{\em Ab initio} Quantum Monte Carlo simulation of the warm dense electron gas in the thermodynamic limit

TL;DR

This paper presents highly accurate ab initio quantum Monte Carlo simulations of the warm dense electron gas, effectively removing finite-size errors and providing new benchmark data for potential energy and exchange-correlation free energy.

Contribution

The study introduces a novel combination of QMC data with linear response theory to eliminate finite-size errors in warm dense electron gas simulations, surpassing previous correction methods.

Findings

Achieved potential energy and free energy calculations with ~0.1% accuracy.

Provided extensive new QMC data for systems with up to 1000 electrons.

Identified significant deviations from existing parametrizations of exchange-correlation free energy.

Abstract

We perform \emph{ab initio} quantum Monte Carlo (QMC) simulations of the warm dense uniform electron gas in the thermodynamic limit.

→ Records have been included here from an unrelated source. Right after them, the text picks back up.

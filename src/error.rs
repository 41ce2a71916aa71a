//! Error types shared across the crate.

use std::io;
use std::path::PathBuf;

use thiserror::Error;

/// Invalid geometric input.
#[derive(Debug, Clone, PartialEq, Eq, Error)]
pub enum GeometryError {
    /// A polygon needs at least three vertices to enclose an area.
    #[error("polygon needs at least 3 vertices, got {vertices}")]
    DegeneratePolygon { vertices: usize },
}

/// Invalid or unreadable configuration. Always fatal at construction time.
#[derive(Debug, Error)]
pub enum ConfigError {
    #[error("min_hits must be at least 1, got {0}")]
    InvalidMinHits(u32),

    #[error("iou_threshold must be within [0, 1], got {0}")]
    InvalidIouThreshold(f64),

    #[error("alarm cooldown must be between 0 and 86400 seconds, got {0}")]
    InvalidCooldown(f64),

    #[error("detect_every_n_frames must be at least 1")]
    InvalidFrameStride,

    #[error("failed to read config {path}: {source}")]
    Read {
        path: PathBuf,
        #[source]
        source: io::Error,
    },

    #[error("failed to parse config {path}: {source}")]
    Parse {
        path: PathBuf,
        #[source]
        source: toml::de::Error,
    },
}

/// Failure while loading or saving the zone document.
#[derive(Debug, Error)]
pub enum ZoneStoreError {
    #[error("failed to read zones from {path}: {source}")]
    Read {
        path: PathBuf,
        #[source]
        source: io::Error,
    },

    #[error("failed to parse zones in {path}: {source}")]
    Parse {
        path: PathBuf,
        #[source]
        source: serde_json::Error,
    },

    #[error("zone #{index} is invalid: {source}")]
    InvalidZone {
        index: usize,
        #[source]
        source: GeometryError,
    },

    #[error("failed to serialize zones: {0}")]
    Serialize(#[from] serde_json::Error),

    #[error("failed to write zones to {path}: {source}")]
    Write {
        path: PathBuf,
        #[source]
        source: io::Error,
    },
}

/// Failure while loading recorded detections.
#[derive(Debug, Error)]
pub enum RecordingError {
    #[error("failed to read recording {path}: {source}")]
    Read {
        path: PathBuf,
        #[source]
        source: io::Error,
    },

    #[error("{path}:{line}: invalid frame: {source}")]
    Parse {
        path: PathBuf,
        /// 1-based line number
        line: usize,
        #[source]
        source: serde_json::Error,
    },
}
//! Restricted zones: containment queries and JSON persistence.

mod index;
mod store;

pub use index::ZoneIndex;
pub use store::{load_zones, save_zones};
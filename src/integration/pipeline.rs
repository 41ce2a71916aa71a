//! IntrusionPipeline for combining detection with tracking and alarms.

use std::time::Instant;

use crate::config::Settings;
use crate::error::ConfigError;
use crate::integration::{DetectionFilter, DetectionSource};
use crate::monitor::{FrameReport, IntrusionMonitor};
use crate::tracker::Track;
use crate::zone::ZoneIndex;

/// End-to-end processing for one video stream.
///
/// Runs the detector on every `detect_every_n_frames`-th frame, starting with
/// the first. In between, the last confirmed tracks are re-checked against
/// the zones so the alarm keeps running on wall-clock time.
pub struct IntrusionPipeline<D: DetectionSource> {
    detector: D,
    filter: DetectionFilter,
    monitor: IntrusionMonitor,
    detect_every_n_frames: u32,
    frames_seen: u64,
    last_tracks: Vec<Track>,
}

impl<D: DetectionSource> IntrusionPipeline<D> {
    pub fn new(detector: D, settings: &Settings, zones: ZoneIndex) -> Result<Self, ConfigError> {
        let monitor = IntrusionMonitor::from_settings(settings, zones)?;
        Ok(Self {
            detector,
            filter: settings.detector.clone(),
            monitor,
            detect_every_n_frames: settings.pipeline.detect_every_n_frames,
            frames_seen: 0,
            last_tracks: Vec::new(),
        })
    }

    /// Create a pipeline with default settings.
    pub fn with_default_settings(detector: D, zones: ZoneIndex) -> Result<Self, ConfigError> {
        Self::new(detector, &Settings::default(), zones)
    }

    /// Process a single frame using the monotonic clock.
    pub fn process_frame(
        &mut self,
        input: &[u8],
        width: u32,
        height: u32,
    ) -> Result<FrameReport, D::Error> {
        self.process_frame_at(input, width, height, Instant::now())
    }

    /// Process a single frame at `now`.
    ///
    /// On a detection error no state changes, so the caller may retry or skip
    /// the frame.
    pub fn process_frame_at(
        &mut self,
        input: &[u8],
        width: u32,
        height: u32,
        now: Instant,
    ) -> Result<FrameReport, D::Error> {
        if !self.should_detect() {
            self.frames_seen += 1;
            return Ok(self.monitor.reevaluate_at(self.last_tracks.clone(), now));
        }

        let raw = self.detector.detect(input, width, height)?;
        self.frames_seen += 1;

        let detections = self.filter.apply(&raw);
        let report = self.monitor.observe_at(detections, now);
        self.last_tracks.clone_from(&report.tracks);
        Ok(report)
    }

    fn should_detect(&self) -> bool {
        self.frames_seen % u64::from(self.detect_every_n_frames) == 0
    }

    /// Get a reference to the underlying detector.
    pub fn detector(&self) -> &D {
        &self.detector
    }

    /// Get a mutable reference to the underlying detector.
    pub fn detector_mut(&mut self) -> &mut D {
        &mut self.detector
    }

    pub fn monitor(&self) -> &IntrusionMonitor {
        &self.monitor
    }

    pub fn monitor_mut(&mut self) -> &mut IntrusionMonitor {
        &mut self.monitor
    }

    pub fn filter(&self) -> &DetectionFilter {
        &self.filter
    }
}

#[cfg(test)]
mod tests {
    use std::time::Duration;

    use super::*;
    use crate::alarm::AlarmEvent;
    use crate::config::PipelineConfig;
    use crate::geometry::Polygon;
    use crate::integration::{RawDetection, RecordedDetections};

    struct FailingDetector;

    impl DetectionSource for FailingDetector {
        type Error = String;

        fn detect(
            &mut self,
            _input: &[u8],
            _width: u32,
            _height: u32,
        ) -> Result<Vec<RawDetection>, Self::Error> {
            Err("camera unplugged".to_string())
        }
    }

    fn zones() -> ZoneIndex {
        ZoneIndex::new(vec![
            Polygon::from_coords(&[(200, 0), (400, 0), (400, 300), (200, 300)]).unwrap(),
        ])
    }

    // feet at (x + 20, 250)
    fn person(x: f32) -> RawDetection {
        RawDetection::new([x, 150.0, x + 40.0, 250.0], 0.9, Some(0))
    }

    fn settings(stride: u32) -> Settings {
        Settings {
            pipeline: PipelineConfig {
                detect_every_n_frames: stride,
            },
            ..Settings::default()
        }
    }

    #[test]
    fn test_pipeline_raises_alarm() {
        let frames = [vec![person(280.0)], vec![person(281.0)], vec![]];
        let source = RecordedDetections::new(frames);
        let mut pipeline = IntrusionPipeline::new(source, &settings(1), zones()).unwrap();
        let t0 = Instant::now();

        let first = pipeline.process_frame_at(&[], 640, 480, t0).unwrap();
        assert!(first.tracks.is_empty());

        let second = pipeline.process_frame_at(&[], 640, 480, t0).unwrap();
        assert_eq!(second.event, Some(AlarmEvent::Raised));

        let third = pipeline
            .process_frame_at(&[], 640, 480, t0 + Duration::from_secs(1))
            .unwrap();
        // the track is still alive with its last box, so it still intrudes
        assert!(third.intruders.contains(&1));
        assert!(third.alarm.active);
        assert!(pipeline.detector().is_exhausted());
    }

    #[test]
    fn test_skipped_frames_reuse_tracks() {
        let frames = [vec![person(280.0)], vec![person(281.0)], vec![person(282.0)]];
        let source = RecordedDetections::new(frames);
        let mut pipeline = IntrusionPipeline::new(source, &settings(2), zones()).unwrap();
        let t0 = Instant::now();

        let reports: Vec<FrameReport> = (0..4)
            .map(|_| pipeline.process_frame_at(&[], 640, 480, t0).unwrap())
            .collect();

        let detected: Vec<bool> = reports.iter().map(|r| r.detected).collect();
        assert_eq!(detected, vec![true, false, true, false]);
        // frames 1 and 3 consumed two recorded frames
        assert_eq!(pipeline.detector().remaining(), 1);
        // confirmed on the second detection, then carried into the skipped frame
        assert_eq!(reports[2].tracks.len(), 1);
        assert_eq!(reports[3].tracks.len(), 1);
        assert!(reports[3].alarm.active);
        assert_eq!(pipeline.monitor().tracker().frame_id(), 2);
    }

    #[test]
    fn test_filter_runs_before_tracker() {
        let tiny = RawDetection::new([280.0, 240.0, 285.0, 250.0], 0.9, Some(0));
        let car = RawDetection::new([280.0, 150.0, 320.0, 250.0], 0.9, Some(2));
        let source = RecordedDetections::new([vec![tiny, car], vec![tiny, car]]);
        let mut pipeline = IntrusionPipeline::new(source, &settings(1), zones()).unwrap();

        pipeline.process_frame(&[], 640, 480).unwrap();
        let report = pipeline.process_frame(&[], 640, 480).unwrap();
        assert!(report.tracks.is_empty());
        assert!(pipeline.monitor().tracker().tracks().is_empty());
    }

    #[test]
    fn test_detector_error_leaves_state_untouched() {
        let mut pipeline = IntrusionPipeline::with_default_settings(FailingDetector, zones()).unwrap();

        let err = pipeline.process_frame(&[], 640, 480).unwrap_err();
        assert_eq!(err, "camera unplugged");
        assert_eq!(pipeline.monitor().frame_index(), 0);
    }

    #[test]
    fn test_rejects_zero_stride() {
        let source = RecordedDetections::default();
        assert!(matches!(
            IntrusionPipeline::new(source, &settings(0), zones()),
            Err(ConfigError::InvalidFrameStride)
        ));
    }
}
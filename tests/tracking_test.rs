use std::collections::BTreeSet;
use std::time::{Duration, Instant};

use intrusion_rs::{
    AlarmController, AlarmEvent, Detection, IntrusionMonitor, IouTracker, Polygon, TrackerConfig,
    ZoneIndex,
};

#[test]
fn test_basic_tracking() {
    let mut tracker = IouTracker::new(TrackerConfig::default()).unwrap();

    // Frame 1: one detection, born but not yet confirmed (min_hits = 2)
    let tracks1 = tracker.update(vec![Detection::new(100, 100, 200, 300, 0.9)]);
    assert!(tracks1.is_empty());
    assert_eq!(tracker.tracks().len(), 1);
    assert_eq!(tracker.tracks()[0].hits, 1);

    // Frame 2: same person moved slightly
    let tracks2 = tracker.update(vec![Detection::new(105, 102, 205, 302, 0.9)]);
    assert_eq!(tracks2.len(), 1);
    let id1 = tracks2[0].track_id;
    assert_eq!(tracks2[0].hits, 2);

    // Frame 3: person missed by the detector, last box is kept
    let tracks3 = tracker.update(vec![]);
    assert_eq!(tracks3.len(), 1);
    assert_eq!(tracks3[0].track_id, id1);
    assert_eq!(tracks3[0].bbox.to_tlbr(), [105, 102, 205, 302]);

    // Frame 4: person reappears near the old box, same identity
    let tracks4 = tracker.update(vec![Detection::new(110, 104, 210, 304, 0.9)]);
    assert_eq!(tracks4.len(), 1);
    assert_eq!(tracks4[0].track_id, id1);
    assert_eq!(tracks4[0].age, 0);
}

#[test]
fn test_two_people_keep_their_ids() {
    let mut tracker = IouTracker::new(TrackerConfig {
        min_hits: 1,
        ..TrackerConfig::default()
    })
    .unwrap();

    let mut left = 0;
    let mut right = 400;
    tracker.update(vec![
        Detection::new(left, 100, left + 50, 250, 0.9),
        Detection::new(right, 100, right + 50, 250, 0.8),
    ]);

    for _ in 0..20 {
        left += 5;
        right -= 5;
        // detector output order flips every frame
        let confirmed = tracker.update(vec![
            Detection::new(right, 100, right + 50, 250, 0.8),
            Detection::new(left, 100, left + 50, 250, 0.9),
        ]);
        assert_eq!(confirmed.len(), 2);
        for track in confirmed {
            match track.track_id {
                1 => assert_eq!(track.bbox.x1, left),
                2 => assert_eq!(track.bbox.x1, right),
                other => panic!("unexpected track id {other}"),
            }
        }
    }
}

#[test]
fn test_identical_inputs_give_identical_ids() {
    let frames: Vec<Vec<Detection>> = (0..30)
        .map(|i| {
            vec![
                Detection::new(10 + i, 10, 60 + i, 160, 0.9),
                Detection::new(40 + i, 10, 90 + i, 160, 0.9),
                Detection::new(300 - i, 50, 350 - i, 200, 0.7),
            ]
        })
        .collect();

    let run = || {
        let mut tracker = IouTracker::new(TrackerConfig::default()).unwrap();
        frames
            .iter()
            .map(|dets| {
                let mut out: Vec<(u64, [i32; 4])> = tracker
                    .update(dets.clone())
                    .iter()
                    .map(|t| (t.track_id, t.bbox.to_tlbr()))
                    .collect();
                out.sort_unstable();
                out
            })
            .collect::<Vec<_>>()
    };

    assert_eq!(run(), run());
}

#[test]
fn test_intrusion_scenario() {
    // restricted area: the right half of a 640x480 frame
    let zone = Polygon::from_coords(&[(320, 0), (640, 0), (640, 480), (320, 480)]).unwrap();
    let mut monitor = IntrusionMonitor::new(
        TrackerConfig {
            max_age: 5,
            ..TrackerConfig::default()
        },
        ZoneIndex::new(vec![zone]),
        AlarmController::new(Duration::from_secs(3)),
    )
    .unwrap();

    let t0 = Instant::now();
    let at = |ms: u64| t0 + Duration::from_millis(ms);
    let walker = |x: i32| Detection::new(x, 200, x + 60, 400, 0.9);

    // walking toward the zone, feet still outside
    let mut x = 200;
    let mut ms = 0;
    for _ in 0..4 {
        let report = monitor.observe_at(vec![walker(x)], at(ms));
        assert!(!report.alarm.active);
        x += 10;
        ms += 100;
    }

    // feet cross x = 320
    let mut raised_at = None;
    for _ in 0..10 {
        let report = monitor.observe_at(vec![walker(x)], at(ms));
        if report.event == Some(AlarmEvent::Raised) {
            raised_at = Some(x);
            assert_eq!(report.alarm.intruders, BTreeSet::from([1]));
        }
        x += 10;
        ms += 100;
    }
    // feet at x + 30; the zone's left edge itself counts as outside
    assert_eq!(raised_at, Some(300));

    // person leaves the frame: the lost track keeps its last box, still inside
    for _ in 0..5 {
        let report = monitor.observe_at(vec![], at(ms));
        assert!(report.is_intruding(1));
        assert_eq!(report.event, None);
        ms += 100;
    }

    // sixth miss: track expires and the cooldown starts
    let left_at = ms;
    let report = monitor.observe_at(vec![], at(left_at));
    assert!(report.tracks.is_empty());
    assert_eq!(report.event, Some(AlarmEvent::CooldownStarted));
    assert!(report.alarm.active);

    let report = monitor.observe_at(vec![], at(left_at + 2_999));
    assert!(report.alarm.active);
    assert_eq!(report.event, None);

    let report = monitor.observe_at(vec![], at(left_at + 3_000));
    assert_eq!(report.event, Some(AlarmEvent::Cleared));
    assert!(!report.alarm.active);
    assert!(report.alarm.intruders.is_empty());
}
mod iou_tracker;
mod matching;
mod track;

pub use iou_tracker::{IouTracker, TrackerConfig};
pub use matching::{
    AssignmentResult, Detection, MatchStrategy, greedy_assignment, iou_matrix, optimal_assignment,
};
pub use track::{Track, TrackId, TrackIdAllocator};
//! Single followed person and the id allocator that names it.

use std::collections::VecDeque;

use serde::Serialize;

use crate::geometry::{BBox, Point, reference_point};
use crate::tracker::matching::Detection;

/// Track identifier. Positive, never reused within one tracker.
pub type TrackId = u64;

/// Hands out monotonically increasing track ids starting at 1.
///
/// Each tracker owns its own allocator, so two trackers never share state.
#[derive(Debug, Clone, Default)]
pub struct TrackIdAllocator {
    last: TrackId,
}

impl TrackIdAllocator {
    pub fn new() -> Self {
        Self::default()
    }

    /// Get the next unique track ID.
    pub fn next_id(&mut self) -> TrackId {
        self.last += 1;
        self.last
    }

    /// Most recently issued id, if any.
    pub fn last_issued(&self) -> Option<TrackId> {
        (self.last > 0).then_some(self.last)
    }
}

/// Single object track.
#[derive(Debug, Clone, Serialize)]
pub struct Track {
    /// Unique track identifier
    pub track_id: TrackId,
    /// Last matched box; unchanged while the track is missing
    pub bbox: BBox,
    /// Confidence of the last matched detection
    pub score: f32,
    /// Consecutive frames since the last match
    pub age: u32,
    /// Number of detections ever matched, including the one that created it
    pub hits: u32,
    /// Recent matched boxes, oldest first
    #[serde(skip)]
    pub history: VecDeque<BBox>,
    #[serde(skip)]
    history_len: usize,
}

impl Track {
    /// Start a track from an unmatched detection.
    pub(crate) fn new(track_id: TrackId, detection: &Detection, history_len: usize) -> Self {
        let mut track = Self {
            track_id,
            bbox: detection.bbox,
            score: detection.score,
            age: 0,
            hits: 1,
            history: VecDeque::with_capacity(history_len),
            history_len,
        };
        track.push_history(detection.bbox);
        track
    }

    /// Apply a matched detection.
    pub(crate) fn update(&mut self, detection: &Detection) {
        self.bbox = detection.bbox;
        self.score = detection.score;
        self.hits += 1;
        self.age = 0;
        self.push_history(detection.bbox);
    }

    /// Record a frame without a match. The box is kept as-is.
    pub(crate) fn mark_missed(&mut self) {
        self.age += 1;
    }

    pub fn is_confirmed(&self, min_hits: u32) -> bool {
        self.hits >= min_hits
    }

    pub fn is_alive(&self, max_age: u32) -> bool {
        self.age <= max_age
    }

    /// Bottom-center of the current box.
    pub fn reference_point(&self) -> Point {
        reference_point(&self.bbox)
    }

    fn push_history(&mut self, bbox: BBox) {
        if self.history_len == 0 {
            return;
        }
        if self.history.len() == self.history_len {
            self.history.pop_front();
        }
        self.history.push_back(bbox);
    }
}
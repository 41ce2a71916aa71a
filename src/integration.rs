//! Integration module for connecting person detectors to the intrusion engine.
//!
//! A [`DetectionSource`] produces raw detections, a [`DetectionFilter`] keeps
//! plausible persons, and [`IntrusionPipeline`] drives the tracker, zones and
//! alarm frame by frame.

mod builder;
mod detector;
mod filter;
mod pipeline;

pub use builder::DetectionBuilder;
pub use detector::{DetectionSource, RawDetection, RecordedDetections};
pub use filter::DetectionFilter;
pub use pipeline::IntrusionPipeline;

By combining QMC data with linear response theory we are able to remove finite-size errors from the potential energy over the entire warm dense regime, overcoming the deficiencies of the existing finite-size corrections by Brown \emph{et al.}~[PRL \textbf{110}, 146405 (2013)]. Extensive new QMC results for up to $N=1000$ electrons enable us to compute the potential energy $V$ and the exchange-correlation free energy $F_{xc}$ of the macroscopic electron gas with an unprecedented accuracy of $|\Delta V|/|V|, |\Delta F_{xc}|/|F|_{xc} \sim 10^{-3}$. A comparison of our new data to the recent parametrization of $F_{xc}$ by Karasiev {\em et al.} [PRL {\bf 112}, 076403 (2014)] reveals significant deviations to the latter.